### DATA SUPPLIED
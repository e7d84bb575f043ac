//! In-process store
//!
//! Keeps table definitions and inserted tuples in memory and answers with the
//! same error shapes the ClickHouse HTTP interface produces. Used to embed the
//! engine without a server and as the test double for everything above the
//! [`Store`] seam.

use std::collections::HashMap;
use std::sync::atomic::{AtomicBool, AtomicU32, AtomicU64, Ordering};

use async_trait::async_trait;
use parking_lot::Mutex;

use crate::client::{BulkInsert, ColumnDescription, Store};
use crate::error::StoreError;

#[derive(Debug, Default)]
struct MemoryTable {
    columns: Vec<ColumnDescription>,
    rows: Vec<String>,
}

/// Store backed by in-memory tables
#[derive(Debug, Default)]
pub struct MemoryStore {
    tables: Mutex<HashMap<String, MemoryTable>>,
    inserts: Mutex<Vec<BulkInsert>>,
    describe_calls: AtomicU64,
    failing_inserts: AtomicU32,
    unavailable: AtomicBool,
}

impl MemoryStore {
    pub fn new() -> Self {
        Self::default()
    }

    /// Create (or replace) a table
    pub fn create_table(&self, table: &str, columns: Vec<ColumnDescription>) {
        self.tables.lock().insert(
            table.to_string(),
            MemoryTable {
                columns,
                rows: Vec::new(),
            },
        );
    }

    /// Append a column to an existing table
    pub fn add_column(&self, table: &str, column: ColumnDescription) {
        if let Some(t) = self.tables.lock().get_mut(table) {
            t.columns.push(column);
        }
    }

    /// Rows inserted into a table so far
    pub fn row_count(&self, table: &str) -> usize {
        self.tables.lock().get(table).map_or(0, |t| t.rows.len())
    }

    /// Tuples inserted into a table, in insert order
    pub fn rows(&self, table: &str) -> Vec<String> {
        self.tables
            .lock()
            .get(table)
            .map(|t| t.rows.clone())
            .unwrap_or_default()
    }

    /// Every successful insert, in order
    pub fn inserts(&self) -> Vec<BulkInsert> {
        self.inserts.lock().clone()
    }

    /// Number of `describe` calls received
    pub fn describe_calls(&self) -> u64 {
        self.describe_calls.load(Ordering::Relaxed)
    }

    /// Fail the next `n` inserts with a server error
    pub fn fail_next_inserts(&self, n: u32) {
        self.failing_inserts.store(n, Ordering::Relaxed);
    }

    /// Simulate the store going away (or coming back)
    pub fn set_unavailable(&self, unavailable: bool) {
        self.unavailable.store(unavailable, Ordering::Relaxed);
    }

    fn check_available(&self) -> Result<(), StoreError> {
        if self.unavailable.load(Ordering::Relaxed) {
            return Err(StoreError::Unavailable("memory store is offline".into()));
        }
        Ok(())
    }
}

fn unknown_table(table: &str) -> StoreError {
    StoreError::Rejected {
        status: 404,
        body: format!("Code: 60. DB::Exception: Table default.{table} does not exist. (UNKNOWN_TABLE)"),
    }
}

#[async_trait]
impl Store for MemoryStore {
    async fn describe(&self, table: &str) -> Result<Vec<ColumnDescription>, StoreError> {
        self.describe_calls.fetch_add(1, Ordering::Relaxed);
        self.check_available()?;

        self.tables
            .lock()
            .get(table)
            .map(|t| t.columns.clone())
            .ok_or_else(|| unknown_table(table))
    }

    async fn bulk_insert(&self, insert: &BulkInsert) -> Result<(), StoreError> {
        self.check_available()?;

        let pending_failures = self.failing_inserts.load(Ordering::Relaxed);
        if pending_failures > 0 {
            self.failing_inserts
                .store(pending_failures - 1, Ordering::Relaxed);
            return Err(StoreError::Rejected {
                status: 503,
                body: "Code: 202. DB::Exception: Too many simultaneous queries. (TOO_MANY_SIMULTANEOUS_QUERIES)".into(),
            });
        }

        let mut tables = self.tables.lock();
        let target = tables
            .get_mut(&insert.table)
            .ok_or_else(|| unknown_table(&insert.table))?;

        if let Some(missing) = insert
            .columns
            .iter()
            .find(|c| !target.columns.iter().any(|d| &d.name == *c))
        {
            return Err(StoreError::Rejected {
                status: 500,
                body: format!(
                    "Code: 16. DB::Exception: No such column {missing} in table default.{}. (NO_SUCH_COLUMN_IN_TABLE)",
                    insert.table
                ),
            });
        }

        target.rows.extend(insert.rows.iter().cloned());
        drop(tables);

        self.inserts.lock().push(insert.clone());
        Ok(())
    }
}
//! Flush policy configuration
//!
//! Thresholds that decide when staged rows are bulk-loaded, and the periods
//! of the two sweep timers.

use serde::Deserialize;
use std::time::Duration;

/// Flush policy configuration
///
/// # Example
///
/// ```toml
/// [flush]
/// latency_threshold = "20s"
/// size_threshold = 5242880
/// sweep_interval = "20s"
/// recovery_interval = "1h"
/// ```
#[derive(Debug, Clone, Deserialize)]
#[serde(default)]
pub struct FlushConfig {
    /// Flush once the oldest unflushed row is this old
    /// Default: 20s
    #[serde(with = "humantime_serde")]
    pub latency_threshold: Duration,

    /// Flush once the staging file reaches this many bytes
    /// Default: 5 MiB
    pub size_threshold: u64,

    /// Period of the normal (eligibility-gated) sweep
    /// Default: 20s
    #[serde(with = "humantime_serde")]
    pub sweep_interval: Duration,

    /// Period of the forced recovery sweep
    /// Default: 1h
    #[serde(with = "humantime_serde")]
    pub recovery_interval: Duration,
}

impl Default for FlushConfig {
    fn default() -> Self {
        Self {
            latency_threshold: Duration::from_secs(20),
            size_threshold: 5 * 1024 * 1024,
            sweep_interval: Duration::from_secs(20),
            recovery_interval: Duration::from_secs(3600),
        }
    }
}

#[cfg(test)]
mod tests {
    use super::*;

    #[test]
    fn test_default_config() {
        let config = FlushConfig::default();
        assert_eq!(config.latency_threshold, Duration::from_secs(20));
        assert_eq!(config.size_threshold, 5_242_880);
        assert_eq!(config.sweep_interval, Duration::from_secs(20));
        assert_eq!(config.recovery_interval, Duration::from_secs(3600));
    }

    #[test]
    fn test_deserialize_humantime() {
        let config: FlushConfig = toml::from_str(
            r#"
latency_threshold = "500ms"
recovery_interval = "2h"
"#,
        )
        .unwrap();
        assert_eq!(config.latency_threshold, Duration::from_millis(500));
        assert_eq!(config.recovery_interval, Duration::from_secs(7200));
        assert_eq!(config.size_threshold, 5_242_880);
    }
}
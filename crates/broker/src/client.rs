//! Broker abstraction

use async_trait::async_trait;
use tokio::sync::mpsc;

use crate::delivery::Delivery;
use crate::error::Result;

/// Queue health as reported by the broker
#[derive(Debug, Clone, Copy, PartialEq, Eq)]
pub struct QueueStatus {
    /// Messages ready for delivery
    pub messages: u32,
    /// Active consumers
    pub consumers: u32,
}

/// Stream of deliveries for one consumer tag
///
/// Yields `Err` once when the connection is lost, and `None` after the
/// subscription has been cancelled.
#[derive(Debug)]
pub struct Subscription {
    consumer_tag: String,
    receiver: mpsc::Receiver<Result<Delivery>>,
}

impl Subscription {
    pub fn new(consumer_tag: impl Into<String>, receiver: mpsc::Receiver<Result<Delivery>>) -> Self {
        Self {
            consumer_tag: consumer_tag.into(),
            receiver,
        }
    }

    pub fn consumer_tag(&self) -> &str {
        &self.consumer_tag
    }

    /// Next delivery
    pub async fn next(&mut self) -> Option<Result<Delivery>> {
        self.receiver.recv().await
    }
}

/// The broker seam
#[async_trait]
pub trait Broker: Send + Sync + 'static {
    /// Declare a durable queue (idempotent)
    async fn declare_queue(&self, queue: &str) -> Result<()>;

    /// Limit unacknowledged deliveries per consumer
    async fn set_prefetch(&self, prefetch: u16) -> Result<()>;

    /// Start consuming a queue under a consumer tag
    async fn consume(&self, queue: &str, consumer_tag: &str) -> Result<Subscription>;

    /// Stop a consumer; its subscription drains and ends
    async fn cancel(&self, consumer_tag: &str) -> Result<()>;

    /// Verify the connection and report queue depth
    async fn health_check(&self, queue: &str) -> Result<QueueStatus>;
}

### WORK REQUEST
Copy, character for character, the lines from the line that holds "durable queue (idempotent)" through the final line of the records above.

### RESPONSE TO THE TASK
    /// Declare a durable queue (idempotent)
    async fn declare_queue(&self, queue: &str) -> Result<()>;

    /// Limit unacknowledged deliveries per consumer
    async fn set_prefetch(&self, prefetch: u16) -> Result<()>;

    /// Start consuming a queue under a consumer tag
    async fn consume(&self, queue: &str, consumer_tag: &str) -> Result<Subscription>;

    /// Stop a consumer; its subscription drains and ends
    async fn cancel(&self, consumer_tag: &str) -> Result<()>;

    /// Verify the connection and report queue depth
    async fn health_check(&self, queue: &str) -> Result<QueueStatus>;
}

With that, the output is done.